Show summary:  FT is more insufferable this week than last. 

That's the concise version.  Here's the long version:

Previouslies:

Meri and Mariah are going through a rough patch.

Wedding venues for 400 guests were visited.

Kody rained on Meri's B&B parade.

Credits:  Did they go back to using their older cardboard cutouts?  Because Robyn does not look like that anymore.

The show opens in Christine's house where the Entitlement Twins, Aspyn, and a random friend are seated in the kitchen.  Christine announces that they're going to look at wedding dresses.  There are fall decorations on the table, so again, for a December wedding they're cutting it close.  Christine voiceovers that the moms, Aspyn, and Mariah will also be there.  In the kitchen, Christine's younger girls say that Tony should not see the dress before the wedding.  Christine agrees, and admits that she's not at all happy that Tony is "comingk."  Tony voiceovers that the tradition of not seeing each others' clothes prior to the wedding is, "weird and dubious."  Get thee to a dictionary, Tony.  Christine goes on that this is the least romantic thing she's ever heard of in her life...which perhaps sheds light on why she was so upset when Kody went dress shopping with Robyn.  A billion people load into Christine's minivan, while Meri heads out in her SUV alone.  

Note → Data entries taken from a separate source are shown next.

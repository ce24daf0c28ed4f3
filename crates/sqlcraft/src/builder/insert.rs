use super::concat::{Concat, ParamConcat, join_clauses};
use super::traits::SqlBuilder;
use super::where_builder::NO_PARAMS;
use crate::error::SqlResult;
use crate::value::Value;

/// INSERT builder.
///
/// `set` pairs a column with a `?` placeholder and records the value, so the
/// column list and the VALUES list always line up.
#[derive(Debug, Clone, PartialEq)]
pub struct Insert {
    /// Target table (write-once)
    into: Concat,
    /// Column names
    columns: Concat,
    /// VALUES expressions
    values: ParamConcat,
    /// DEFAULT VALUES marker (write-once)
    default_values: Concat,
    /// Source query for INSERT ... SELECT (write-once)
    query: ParamConcat,
    /// RETURNING columns
    returning: Concat,
}

impl Default for Insert {
    fn default() -> Self {
        Self::new()
    }
}

impl Insert {
    pub fn new() -> Self {
        Self {
            into: Concat::clause("INSERT INTO ", None),
            columns: Concat::wrapped("(", Some(", "), ")"),
            values: ParamConcat::new(Concat::wrapped("VALUES (", Some(", "), ")")),
            default_values: Concat::clause("", None),
            query: ParamConcat::new(Concat::clause("", None)),
            returning: Concat::clause("RETURNING ", Some(", ")),
        }
    }

    /// Set the target table. May be set once.
    pub fn into(mut self, table: &str) -> Self {
        self.into.append(table);
        self
    }

    /// Set a column value.
    pub fn set(self, column: &str, value: impl Into<Value>) -> Self {
        self.set_expr_with(column, "?", [value.into()])
    }

    /// Set an optional column value (None => skip).
    pub fn set_opt<T: Into<Value>>(self, column: &str, value: Option<T>) -> Self {
        match value {
            Some(v) => self.set(column, v),
            None => self,
        }
    }

    /// Set a column to a raw SQL expression (no params), e.g. `now()`.
    pub fn set_expr(self, column: &str, expr: &str) -> Self {
        self.set_expr_with(column, expr, NO_PARAMS)
    }

    /// Set a column to an expression with its own placeholders.
    pub fn set_expr_with<I, V>(mut self, column: &str, expr: &str, params: I) -> Self
    where
        I: IntoIterator<Item = V>,
        V: Into<Value>,
    {
        self.columns.append(column);
        self.values.append(expr).bind_all(params);
        self
    }

    /// Declare target columns without values (for INSERT ... SELECT).
    pub fn columns(mut self, columns: &[&str]) -> Self {
        self.columns.add(columns);
        self
    }

    /// Emit `DEFAULT VALUES`. May be set once.
    pub fn default_values(mut self) -> Self {
        self.default_values.append("DEFAULT VALUES");
        self
    }

    /// Insert the rows produced by `query`. May be set once.
    pub fn select<Q: SqlBuilder + ?Sized>(mut self, query: &Q) -> Self {
        match query.build_sql() {
            Ok(sql) => {
                self.query.append(&sql).bind_all(query.params());
            }
            Err(err) => self.query.concat_mut().fail(err),
        }
        self
    }

    /// Append RETURNING columns.
    pub fn returning(mut self, cols: &str) -> Self {
        self.returning.append(cols);
        self
    }
}

impl SqlBuilder for Insert {
    fn build_sql(&self) -> SqlResult<String> {
        Ok(join_clauses([
            self.into.to_sql()?,
            self.columns.to_sql()?,
            self.values.to_sql()?,
            self.default_values.to_sql()?,
            self.query.to_sql()?,
            self.returning.to_sql()?,
        ]))
    }

    fn params(&self) -> Vec<Value> {
        let mut params = self.values.params().to_vec();
        params.extend_from_slice(self.query.params());
        params
    }
}
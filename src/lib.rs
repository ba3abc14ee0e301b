//! # Recipe Explorer
//!
//! A small recipe catalog: CRUD over a local SQLite store, search that
//! merges local results with TheMealDB, JSON import/export with full schema
//! validation, and request timing metrics.
//!
//! ## Architecture
//!
//! ```text
//! ┌──────────┐   ┌──────────────┐   ┌─────────────┐
//! │ Importer │──▶│  Normalizer  │──▶│  Validator  │──▶ RecipeRepository
//! └──────────┘   └──────────────┘   └─────────────┘      (SQLite)
//!
//! ┌──────────┐   ┌──────────────┐   ┌─────────────┐
//! │ Handler  │──▶│ MealDbSource │──▶│ CacheBackend│──▶ TheMealDB (HTTP)
//! └──────────┘   └──────────────┘   └─────────────┘
//! ```
//!
//! ## Quick Start
//!
//! ```bash
//! recipes init                              # create database
//! recipes validate data/sample-recipes.json # check an import file
//! recipes import data/sample-recipes.json   # load it
//! recipes serve                             # start HTTP API
//! ```
//!
//! ## Modules
//!
//! | Module | Purpose |
//! |--------|---------|
//! | [`config`] | TOML configuration parsing |
//! | [`models`] | Core data types and schema bounds |
//! | [`normalize`] | Legacy record migration |
//! | [`validation`] | Batch schema validation |
//! | [`mealdb`] | TheMealDB adapter and transform |
//! | [`cache`] | Redis, in-memory and no-op response caches |
//! | [`store`] | Recipe repository trait and in-memory store |
//! | [`sqlite_store`] | SQLite recipe repository |
//! | [`metrics`] | Request timings and source counters |
//! | [`server`] | JSON HTTP API |
//! | [`export`] | JSON export |
//! | [`sources`] | Store, cache and external status |
//! | [`db`] | Database connection |
//! | [`migrate`] | Schema migrations |

pub mod cache;
pub mod config;
pub mod db;
pub mod export;
pub mod mealdb;
pub mod metrics;
pub mod migrate;
pub mod models;
pub mod normalize;
pub mod server;
pub mod sources;
pub mod sqlite_store;
pub mod store;
pub mod validation;
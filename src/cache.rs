//! Response cache for TheMealDB lookups.
//!
//! The adapter consults a [`CacheBackend`] before every network call. Three
//! backends share the same interface:
//!
//! | Backend | Available | Storage |
//! |---------|-----------|---------|
//! | [`RedisCache`] | when Redis answers `PING` | Redis `SETEX`, 24h TTL |
//! | [`InMemoryCache`] | always | process-local map with expiry |
//! | [`NoOpCache`] | never | nothing; every read misses |
//!
//! Backend failures are logged and turned into misses or dropped writes;
//! nothing in this module returns an error to the caller.
//!
//! # Keys
//!
//! - search: `mealdb:search:<trimmed, lower-cased query>`
//! - lookup: `mealdb:meal:<trimmed id>`
//!
//! Lookup values are stored as a tagged JSON document (`{"status":"found",
//! "recipe":{..}}` or `{"status":"not_found"}`), so a confirmed absence reads
//! back as [`CachedMeal::NotFound`] and never collides with a real record.

use std::collections::HashMap;
use std::sync::{Arc, PoisonError, RwLock};
use std::time::{Duration, Instant};

use async_trait::async_trait;
use redis::aio::{ConnectionManager, ConnectionManagerConfig};
use redis::AsyncCommands;
use serde::{Deserialize, Serialize};
use tracing::{debug, warn};

use crate::config::CacheConfig;
use crate::models::ExternalRecipe;

/// Lifetime of every cache entry.
pub const CACHE_TTL: Duration = Duration::from_secs(24 * 60 * 60);

const KEY_PREFIX: &str = "mealdb:";
const REDIS_CONNECT_TIMEOUT: Duration = Duration::from_secs(2);
const REDIS_RESPONSE_TIMEOUT: Duration = Duration::from_secs(2);
/// How long a failed connection attempt keeps the cache unavailable before
/// the next attempt.
const REDIS_RETRY_BACKOFF: Duration = Duration::from_secs(30);

/// Cache key for a search query.
pub fn search_key(query: &str) -> String {
    format!("{}search:{}", KEY_PREFIX, query.trim().to_lowercase())
}

/// Cache key for a single-meal lookup.
pub fn meal_key(id: &str) -> String {
    format!("{}meal:{}", KEY_PREFIX, id.trim())
}

/// Outcome of a lookup-cache read.
#[derive(Debug, Clone, PartialEq)]
pub enum CachedMeal {
    /// Nothing cached for this id.
    Miss,
    /// A previous lookup confirmed the meal does not exist.
    NotFound,
    Hit(ExternalRecipe),
}

#[derive(Serialize, Deserialize)]
#[serde(tag = "status", rename_all = "snake_case")]
enum StoredMeal {
    Found { recipe: ExternalRecipe },
    NotFound,
}

fn encode_meal(value: Option<&ExternalRecipe>) -> serde_json::Result<String> {
    match value {
        Some(recipe) => serde_json::to_string(&StoredMeal::Found {
            recipe: recipe.clone(),
        }),
        None => serde_json::to_string(&StoredMeal::NotFound),
    }
}

fn decode_meal(key: &str, raw: &str) -> CachedMeal {
    match serde_json::from_str::<StoredMeal>(raw) {
        Ok(StoredMeal::Found { recipe }) => CachedMeal::Hit(recipe),
        Ok(StoredMeal::NotFound) => CachedMeal::NotFound,
        Err(e) => {
            debug!(key, error = %e, "Discarding undecodable cached meal");
            CachedMeal::Miss
        }
    }
}

fn decode_search(key: &str, raw: &str) -> Option<Vec<ExternalRecipe>> {
    match serde_json::from_str(raw) {
        Ok(results) => Some(results),
        Err(e) => {
            debug!(key, error = %e, "Discarding undecodable cached search");
            None
        }
    }
}
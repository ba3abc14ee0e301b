//! SQLite-backed [`RecipeRepository`].
//!
//! One row per recipe in the `recipes` table (see [`crate::migrate`]). List
//! fields are stored as JSON text and timestamps as RFC 3339 text. Rows are
//! returned in insertion order (`seq`).

use anyhow::{Context, Result};
use async_trait::async_trait;
use chrono::{DateTime, Utc};
use sqlx::sqlite::{SqlitePool, SqliteRow};
use sqlx::Row;

use crate::config::Config;
use crate::db;
use crate::migrate;
use crate::models::{Recipe, RecipeInput};
use crate::normalize::format_timestamp;
use crate::store::{title_matches, RecipeRepository};

const SELECT_COLUMNS: &str = "SELECT id, title, description, ingredients_json, instructions_json, \
     tags_json, cuisine, created_at, updated_at FROM recipes";

pub struct SqliteRecipeStore {
    pool: SqlitePool,
}

impl SqliteRecipeStore {
    pub fn new(pool: SqlitePool) -> Self {
        Self { pool }
    }

    /// Open the configured database and make sure the schema exists.
    pub async fn open(config: &Config) -> Result<Self> {
        let pool = db::connect(config).await?;
        migrate::apply(&pool).await?;
        Ok(Self::new(pool))
    }

    pub async fn close(&self) {
        self.pool.close().await;
    }
}

fn recipe_from_row(row: &SqliteRow) -> Result<Recipe> {
    let id: String = row.try_get("id")?;
    let decode_list = |column: &str| -> Result<Vec<String>> {
        let raw: String = row.try_get(column)?;
        serde_json::from_str(&raw).with_context(|| format!("Corrupt {} for recipe {}", column, id))
    };
    let decode_ts = |column: &str| -> Result<DateTime<Utc>> {
        let raw: String = row.try_get(column)?;
        let ts = DateTime::parse_from_rfc3339(&raw)
            .with_context(|| format!("Corrupt {} for recipe {}", column, id))?;
        Ok(ts.with_timezone(&Utc))
    };

    Ok(Recipe {
        title: row.try_get("title")?,
        description: row.try_get("description")?,
        ingredients: decode_list("ingredients_json")?,
        instructions: decode_list("instructions_json")?,
        tags: decode_list("tags_json")?,
        cuisine: row.try_get("cuisine")?,
        created_at: decode_ts("created_at")?,
        updated_at: decode_ts("updated_at")?,
        id,
    })
}

async fn insert<'e, E>(executor: E, recipe: &Recipe) -> Result<()>
where
    E: sqlx::Executor<'e, Database = sqlx::Sqlite>,
{
    sqlx::query(
        "INSERT INTO recipes (id, title, description, ingredients_json, instructions_json, \
         tags_json, cuisine, created_at, updated_at) VALUES (?, ?, ?, ?, ?, ?, ?, ?, ?)",
    )
    .bind(&recipe.id)
    .bind(&recipe.title)
    .bind(&recipe.description)
    .bind(serde_json::to_string(&recipe.ingredients)?)
    .bind(serde_json::to_string(&recipe.instructions)?)
    .bind(serde_json::to_string(&recipe.tags)?)
    .bind(&recipe.cuisine)
    .bind(format_timestamp(&recipe.created_at))
    .bind(format_timestamp(&recipe.updated_at))
    .execute(executor)
    .await
    .with_context(|| format!("Failed to insert recipe {}", recipe.id))?;
    Ok(())
}

#[async_trait]
impl RecipeRepository for SqliteRecipeStore {
    async fn get_all(&self) -> Result<Vec<Recipe>> {
        let rows = sqlx::query(&format!("{} ORDER BY seq", SELECT_COLUMNS))
            .fetch_all(&self.pool)
            .await?;
        rows.iter().map(recipe_from_row).collect()
    }

    async fn get(&self, id: &str) -> Result<Option<Recipe>> {
        let row = sqlx::query(&format!("{} WHERE id = ?", SELECT_COLUMNS))
            .bind(id)
            .fetch_optional(&self.pool)
            .await?;
        row.as_ref().map(recipe_from_row).transpose()
    }

    async fn search(&self, query: &str) -> Result<Vec<Recipe>> {
        // SQLite's lower() is ASCII-only, so matching happens here.
        let all = self.get_all().await?;
        Ok(all
            .into_iter()
            .filter(|r| title_matches(&r.title, query))
            .collect())
    }

    async fn create(&self, input: RecipeInput) -> Result<Recipe> {
        let recipe = input.into_recipe(Utc::now());
        insert(&self.pool, &recipe).await?;
        Ok(recipe)
    }

    async fn update(&self, id: &str, input: RecipeInput) -> Result<Option<Recipe>> {
        let Some(existing) = self.get(id).await? else {
            return Ok(None);
        };
        let recipe = existing.replaced_with(input, Utc::now());

        sqlx::query(
            "UPDATE recipes SET title = ?, description = ?, ingredients_json = ?, \
             instructions_json = ?, tags_json = ?, cuisine = ?, updated_at = ? WHERE id = ?",
        )
        .bind(&recipe.title)
        .bind(&recipe.description)
        .bind(serde_json::to_string(&recipe.ingredients)?)
        .bind(serde_json::to_string(&recipe.instructions)?)
        .bind(serde_json::to_string(&recipe.tags)?)
        .bind(&recipe.cuisine)
        .bind(format_timestamp(&recipe.updated_at))
        .bind(id)
        .execute(&self.pool)
        .await?;

        Ok(Some(recipe))
    }

    async fn delete(&self, id: &str) -> Result<bool> {
        let result = sqlx::query("DELETE FROM recipes WHERE id = ?")
            .bind(id)
            .execute(&self.pool)
            .await?;
        Ok(result.rows_affected() > 0)
    }

    async fn import_replace(&self, recipes: Vec<Recipe>) -> Result<usize> {
        let mut tx = self.pool.begin().await?;

        sqlx::query("DELETE FROM recipes").execute(&mut *tx).await?;
        for recipe in &recipes {
            insert(&mut *tx, recipe).await?;
        }

        tx.commit().await?;
        Ok(recipes.len())
    }

    async fn count(&self) -> Result<usize> {
        let count: i64 = sqlx::query_scalar("SELECT COUNT(*) FROM recipes")
            .fetch_one(&self.pool)
            .await?;
        Ok(count as usize)
    }
}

At the bridal shop, Christine introduces herself as, "the mom," which totally goes against her "we're ALL the moms!" pronouncement in the last episode, but I get the sense that she's just done.  Janelle asks the shop employee if it's weird that Tony is there, and she replies that it doesn't happen very often.  On the couch, the wives are mostly down on the idea of his involvement.  Mykelti says that she thinks they're very traditional, and Tony adds that it's good to challenge accepted norms and thus it's very healthy to be around someone like him.  No comment.  The employee tells Mykelti that they need 4-6 months to get a dress, so for December it's, "right now."  So Christine had her fall corn cans out in June-August?  Okay, producers.  The Brown clan all get permission to pull dresses and descend on the dress racks like a swarm of locusts.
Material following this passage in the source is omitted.